RECORDS PROVIDED:
//! The scheduler: single mutation gateway over the work-order tree, the
//! entry list, the navigator and the grid cache.
//!
//! Every operation that can change what the week snapshot would contain
//! (entry add/edit/remove/resize, week paging, navigation, switching into
//! the schedule view) goes through a method here that ends by invalidating
//! the grid cache. Call sites outside this module cannot forget the
//! invalidation step because they have no other mutation path.

use std::time::{Duration, Instant};

use tracing::{debug, warn};

use crate::config::{Config, ViewMode};
use crate::error::EngineError;
use crate::grid::resize::{ResizeController, ResizeEdge};
use crate::grid::{self, GridEngine, WeekDirection, WeekSnapshot};
use crate::model::time::week_start;
use crate::model::{
    new_entry_id, sample_entries, sample_work_orders, EntryDraft, EntryStatus, Priority,
    TimesheetEntry, WorkOrder, WorkOrderId, WorkOrderStatus,
};
use crate::selection::Selection;
use crate::tree::{Navigator, WorkOrderTree};

/// A save/delete held back by the simulated latency of the original page.
/// At most one is pending at a time; dropping the scheduler abandons it
/// (the original has no teardown cleanup either).
#[derive(Debug, Clone)]
enum DeferredAction {
    SaveNew(EntryDraft),
    SaveEdit { id: String, draft: EntryDraft },
    Delete { id: String },
}

#[derive(Debug, Clone)]
struct DeferredOp {
    action: DeferredAction,
    due_at: Instant,
}

#[derive(Debug)]
pub struct Scheduler {
    config: Config,
    tree: WorkOrderTree,
    entries: Vec<TimesheetEntry>,
    navigator: Navigator,
    engine: GridEngine,
    selection: Selection,
    resize: ResizeController,
    view_mode: ViewMode,
    pending: Option<DeferredOp>,
}

impl Scheduler {
    pub fn new(
        config: Config,
        tree: WorkOrderTree,
        entries: Vec<TimesheetEntry>,
        initial_date: chrono::NaiveDate,
    ) -> Self {
        let view_mode = config.view_mode;
        let engine = GridEngine::with_day_target(week_start(initial_date), config.day_target_minutes);
        Self {
            config,
            tree,
            entries,
            navigator: Navigator::new(),
            engine,
            selection: Selection::new(),
            resize: ResizeController::new(),
            view_mode,
            pending: None,
        }
    }

    /// A scheduler loaded with the literal sample data the hosting page
    /// supplies at start-up.
    pub fn with_sample_data(config: Config) -> Self {
        let (orders, children) = sample_work_orders();
        let tree = WorkOrderTree::from_sample(orders, children);
        let initial = chrono::NaiveDate::from_ymd_opt(2025, 1, 6).unwrap();
        Self::new(config, tree, sample_entries(), initial)
    }

    // ------------------------------------------------------------------
    // Read side
    // ------------------------------------------------------------------

    pub fn tree(&self) -> &WorkOrderTree {
        &self.tree
    }

    pub fn entries(&self) -> &[TimesheetEntry] {
        &self.entries
    }

    pub fn entry(&self, id: &str) -> Option<&TimesheetEntry> {
        self.entries.iter().find(|e| e.id == id)
    }

    pub fn navigator(&self) -> &Navigator {
        &self.navigator
    }

    pub fn selection(&self) -> &Selection {
        &self.selection
    }

    pub fn view_mode(&self) -> ViewMode {
        self.view_mode
    }

    pub fn week_start(&self) -> chrono::NaiveDate {
        self.engine.week_start()
    }

    pub fn resize_active(&self) -> bool {
        self.resize.is_active()
    }

    /// Work orders listed in the current navigation context.
    pub fn visible_orders(&self) -> Vec<&WorkOrder> {
        self.navigator
            .visible_children(&self.tree)
            .iter()
            .filter_map(|&id| self.tree.get(id))
            .collect()
    }

    /// Entries scoped to the current work order, or the whole list at the
    /// top level. This is the entry set the grid buckets.
    pub fn entries_for_current(&self) -> Vec<TimesheetEntry> {
        match self.navigator.current() {
            Some(id) => self
                .entries
                .iter()
                .filter(|e| e.work_order_id == id)
                .cloned()
                .collect(),
            None => self.entries.clone(),
        }
    }

    /// The cached week snapshot. Every call within one render pass returns
    /// the identical cached object; only gateway mutations refresh it.
    pub fn snapshot(&mut self) -> &WeekSnapshot {
        let scoped = self.entries_for_current();
        self.engine.snapshot(&scoped)
    }

    /// Whether weekend columns should be drawn for the current week.
    pub fn show_weekends(&mut self) -> bool {
        if self.config.always_show_weekends {
            return true;
        }
        grid::should_show_weekends(self.snapshot())
    }

    // ------------------------------------------------------------------
    // Navigation
    // ------------------------------------------------------------------

    pub fn descend(&mut self, id: WorkOrderId) {
        if !self.tree.contains(id) {
            warn!(id, "descend into unknown work order ignored");
            return;
        }
        self.navigator.descend(id);
        self.engine.invalidate();
    }

    pub fn ascend_to(&mut self, id: WorkOrderId) -> Result<(), EngineError> {
        self.navigator.ascend_to(id)?;
        self.engine.invalidate();
        Ok(())
    }

    pub fn ascend_one(&mut self) {
        self.navigator.ascend_one();
        self.engine.invalidate();
    }

    /// Create a sub work order under the current node, or a top-level
    /// order when at the root view.
    pub fn create_sub_order(&mut self, title: &str, priority: Priority) -> WorkOrderId {
        match self.navigator.current() {
            Some(parent) => self
                .tree
                .create_sub_order(parent, title, priority)
                .unwrap_or_else(|| self.tree.create_order(title, priority)),
            None => self.tree.create_order(title, priority),
        }
    }

    // ------------------------------------------------------------------
    // Week + view
    // ------------------------------------------------------------------

    pub fn navigate_week(&mut self, direction: WeekDirection) {
        self.engine.navigate_week(direction);
    }

    /// Jump to the week containing `date`.
    pub fn set_week(&mut self, date: chrono::NaiveDate) {
        self.engine.set_week_start(week_start(date));
    }

    pub fn set_view_mode(&mut self, mode: ViewMode) {
        if mode == ViewMode::Schedule && self.view_mode != ViewMode::Schedule {
            // Entering the calendar view always re-reads fresh data
            self.engine.invalidate();
        }
        self.view_mode = mode;
    }

    // ------------------------------------------------------------------
    // Entry mutations (immediate)
    // ------------------------------------------------------------------

    /// Add an entry from a form draft. Invalid drafts are blocked at
    /// submission and nothing changes.
    pub fn add_entry(&mut self, draft: &EntryDraft) -> Option<String> {
        let valid = draft.validate()?;
        let id = new_entry_id();
        debug!(entry = %id, work_order = valid.work_order_id, "add entry");
        self.entries.push(TimesheetEntry {
            id: id.clone(),
            work_order_id: valid.work_order_id,
            date: valid.date,
            start_time: valid.start_time,
            duration_minutes: valid.duration_minutes,
            status: EntryStatus::Draft,
            notes: valid.notes,
            updated_at: chrono::Utc::now().naive_utc(),
        });
        self.engine.invalidate();
        Some(id)
    }

    /// Edit an existing entry in place from a form draft. The same
    /// submission gate applies; a rejected draft leaves the entry alone.
    pub fn edit_entry(&mut self, id: &str, draft: &EntryDraft) -> bool {
        let Some(valid) = draft.validate() else {
            return false;
        };
        let Some(entry) = self.entries.iter_mut().find(|e| e.id == id) else {
            return false;
        };
        entry.work_order_id = valid.work_order_id;
        entry.date = valid.date;
        entry.start_time = valid.start_time;
        entry.duration_minutes = valid.duration_minutes;
        entry.notes = valid.notes;
        entry.touch();
        self.engine.invalidate();
        true
    }

    pub fn set_entry_status(&mut self, id: &str, status: EntryStatus) -> bool {
        let Some(entry) = self.entries.iter_mut().find(|e| e.id == id) else {
            return false;
        };
        entry.status = status;
        entry.touch();
        self.engine.invalidate();
        true
    }

    pub fn remove_entry(&mut self, id: &str) -> bool {
        let before = self.entries.len();
        self.entries.retain(|e| e.id != id);
        if self.entries.len() == before {
            return false;
        }
        debug!(entry = %id, "removed entry");
        self.engine.invalidate();
        true
    }

    // ------------------------------------------------------------------
    // Drag-resize
    // ------------------------------------------------------------------

    /// Pointer-down on a resize handle. Ignored while another resize is
    /// active or the entry is unknown.
    pub fn begin_resize(&mut self, entry_id: &str, edge: ResizeEdge) -> bool {
        let Some(entry) = self.entries.iter().find(|e| e.id == entry_id) else {
            return false;
        };
        self.resize.begin(entry, edge)
    }

    /// Pointer-move: resolve the candidate for the total delta since
    /// pointer-down and apply it to the live entry. Out-of-bounds deltas
    /// leave the previous values in place.
    pub fn resize_move(&mut self, total_delta_px: f32) {
        let Some((start_time, duration)) = self.resize.resolve(total_delta_px) else {
            return;
        };
        let Some(session) = self.resize.session() else {
            return;
        };
        let entry_id = session.entry_id.clone();
        if let Some(entry) = self.entries.iter_mut().find(|e| e.id == entry_id) {
            if entry.start_time != start_time || entry.duration_minutes != duration {
                entry.start_time = start_time;
                entry.duration_minutes = duration;
                entry.touch();
                self.engine.invalidate();
            }
        }
    }

    /// Pointer-up: keep whatever the moves applied.
    pub fn finish_resize(&mut self) {
        self.resize.finish();
    }

    /// Escape/right-click: restore the origin values captured at
    /// pointer-down.
    pub fn cancel_resize(&mut self) {
        let Some(session) = self.resize.session() else {
            return;
        };
        let entry_id = session.entry_id.clone();
        if let Some((start_time, duration)) = self.resize.cancel() {
            if let Some(entry) = self.entries.iter_mut().find(|e| e.id == entry_id) {
                entry.start_time = start_time;
                entry.duration_minutes = duration;
                entry.touch();
                self.engine.invalidate();
            }
        }
    }

    // ------------------------------------------------------------------
    // Bulk selection
    // ------------------------------------------------------------------

    pub fn toggle_select(&mut self, id: WorkOrderId) {
        self.selection.toggle(id);
    }

    pub fn select_all_visible(&mut self) {
        let visible = self.navigator.visible_children(&self.tree).to_vec();
        self.selection.select_all(&visible);
    }

    pub fn clear_selection(&mut self) {
        self.selection.clear();
    }

    /// Set `status` on every selected order, then clear the selection.
    /// Unknown ids are skipped; already-updated orders stay updated (no
    /// rollback). Returns how many orders changed.
    pub fn apply_bulk_status(&mut self, status: WorkOrderStatus) -> usize {
        let mut updated = 0;
        for id in self.selection.sorted_ids() {
            match self.tree.get_mut(id) {
                Some(order) => {
                    order.status = status;
                    updated += 1;
                }
                None => warn!(id, "bulk status skipped unknown work order"),
            }
        }
        debug!(updated, ?status, "bulk status applied");
        self.selection.clear();
        updated
    }

    // ------------------------------------------------------------------
    // Deferred save/delete (simulated latency)
    // ------------------------------------------------------------------

    /// Queue an entry save behind the configured fake latency. Refused
    /// while another deferred operation is pending.
    pub fn save_entry_later(&mut self, draft: EntryDraft) -> bool {
        self.defer(DeferredAction::SaveNew(draft))
    }

    pub fn save_edit_later(&mut self, id: &str, draft: EntryDraft) -> bool {
        self.defer(DeferredAction::SaveEdit {
            id: id.to_string(),
            draft,
        })
    }

    pub fn delete_entry_later(&mut self, id: &str) -> bool {
        self.defer(DeferredAction::Delete { id: id.to_string() })
    }

    pub fn has_pending_deferred(&self) -> bool {
        self.pending.is_some()
    }

    /// Run the pending deferred operation if its delay has elapsed.
    /// Returns true when one was applied.
    pub fn poll_deferred(&mut self) -> bool {
        let due = self
            .pending
            .as_ref()
            .is_some_and(|op| Instant::now() >= op.due_at);
        if !due {
            return false;
        }
        let Some(op) = self.pending.take() else {
            return false;
        };
        match op.action {
            DeferredAction::SaveNew(draft) => {
                self.add_entry(&draft);
            }
            DeferredAction::SaveEdit { id, draft } => {
                self.edit_entry(&id, &draft);
            }
            DeferredAction::Delete { id } => {
                self.remove_entry(&id);
            }
        }
        true
    }

    fn defer(&mut self, action: DeferredAction) -> bool {
        if self.pending.is_some() {
            warn!("deferred operation already pending, request refused");
            return false;
        }
        self.pending = Some(DeferredOp {
            action,
            due_at: Instant::now() + Duration::from_millis(self.config.save_latency_ms),
        });
        true
    }
}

WORK TO COMPLETE:
The lines above from the one containing "pub fn set_week(&mut" through the one containing "pub fn add_entry(&mut" are to be set down exactly, and no others.

TASK SOLUTION:
    pub fn set_week(&mut self, date: chrono::NaiveDate) {
        self.engine.set_week_start(week_start(date));
    }

    pub fn set_view_mode(&mut self, mode: ViewMode) {
        if mode == ViewMode::Schedule && self.view_mode != ViewMode::Schedule {
            // Entering the calendar view always re-reads fresh data
            self.engine.invalidate();
        }
        self.view_mode = mode;
    }

    // ------------------------------------------------------------------
    // Entry mutations (immediate)
    // ------------------------------------------------------------------

    /// Add an entry from a form draft. Invalid drafts are blocked at
    /// submission and nothing changes.
    pub fn add_entry(&mut self, draft: &EntryDraft) -> Option<String> {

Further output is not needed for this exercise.